Esse fenô­meno, radi­cal­mente musi­cal, rico na inven­ção harmô­nica, ante­nado ao que ocor­ria lá fora, porém sem per­der a bossa de ser­tões pro­fun­dos, sem pre­dar a ore­lha ser­ta­neja e sem dei­xar de des­cer o Rio São Fran­cisco até desviar-se a Ponta de Areia, no Recôn­cavo Bai­ano, deu-se atra­vés de Mil­ton Nas­ci­mento e seus cola­bo­ra­do­res: Lô Bor­ges, Beto Gue­des, Tavi­nho Moura, Toni­nho Horta, Nel­son Angelo, Joyce, Alaíde Costa, Wag­ner Tiso, Flá­vio Ven­tu­rini, Fer­nando Brant, Ronaldo Bas­tos, O Som Ima­gi­ná­rio, et alli. Era como se o bar­roco das igre­jas de Minas de repente fun­disse com o som dos Bea­tles para pro­du­zir um ter­ceiro que era ainda mais ambi­ci­oso até mesmo que o som do quar­teto de Liver­pool depois do Pep­pers. Chico e Cae­tano eram poe­tas valendo-se de can­ções. Edu Lobo, um com­po­si­tor sofis­ti­cado, embora exces­si­va­mente cau­te­loso. Mil­ton era a can­ção em estado bruto. 

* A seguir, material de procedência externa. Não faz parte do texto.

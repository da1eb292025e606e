//! Tile platformer kernel: static level geometry, axis-separated collision,
//! gravity/jump movement and outcome signalling for a single actor.
//!
//! Each tick runs synchronously on the caller's thread:
//!
//!   1. sample one `MovementIntent`
//!   2. `MovementController` integrates gravity and the jump latch into (dx, dy)
//!   3. `collision::resolve` corrects the displacement against `LevelGeometry`
//!   4. the corrected box is committed and checked against trigger rectangles
//!
//! Rendering, audio, score and menus are outside the kernel. They read
//! `ActorState` and the geometry, and react to `GameEvent`s.

pub mod actor;
pub mod collision;
pub mod controller;
pub mod error;
pub mod events;
pub mod geometry;
pub mod input;
pub mod outcome;
pub mod session;

pub use actor::{ActorState, Facing};
pub use collision::{resolve, ContactPolicy, Resolution};
pub use controller::{MovementConfig, MovementController, MovementIntent, TickReport};
pub use error::LevelError;
pub use events::GameEvent;
pub use geometry::{CollisionRect, LevelGeometry, LevelLayout, TileDescriptor, TileKind};
pub use input::{InputState, Key};
pub use outcome::{Outcome, OutcomeTracker};
pub use session::GameSession;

A onda ficou conhe­cido como Clube da Esquina. Um rótulo gené­rico, super­fi­cial, mas sufi­ci­ente. O lema era um pouco o que segue na letra de Fer­nando Brant em “Para Len­non e McCart­ney”, que, aliás presta conta de um misto de fas­ci­na­ção, des­con­solo, emu­la­ção, supe­ra­ção: “Por que vocês não sabem do lixo Ocidental/ Não pre­ci­sam mais temer/ Não pre­ci­sam da solidão/ Todo dia é dia de viver// Por que vocês não verão meu lado Ocidental/ Não pre­cisa medo, não/ Não pre­cisa da timidez/ Todo dia é dia de viver// Eu sou da Amé­rica do Sul/ Eu sei, vocês não vão saber/ Mas agora sou cowboy/ Sou do ouro, eu sou vocês/ Sou o mundo, sou Minas Gerais”. É ao mesmo tempo senso de sentir-se des­pre­zado ou igno­rado, e supe­rar esse estado, esse opró­brio, por inven­ti­vi­dade. Ser radi­cal­mente do mundo care­cia de ter um pé no quin­tal, na pro­vín­cia. Assu­mir ser o lixo, e, nesse movi­mento, por amal­ga­mar aspesc­tos “arcai­cos”, “taca­nhos” e infor­ma­ções moder­nís­si­mas, converter-se no luxo do Oci­dente. Ser o rema­tado luxo da aldeia musi­cal do globo. E esse luxo tam­bém somos, doa em quem doer. (Ante­on­tem, aliás, Paul McCart­ney fez show em Belo Hori­zonte (antigo Cur­ral d’El Rey) e disse em por­tu­guês: “eu vim dizer: uai!”).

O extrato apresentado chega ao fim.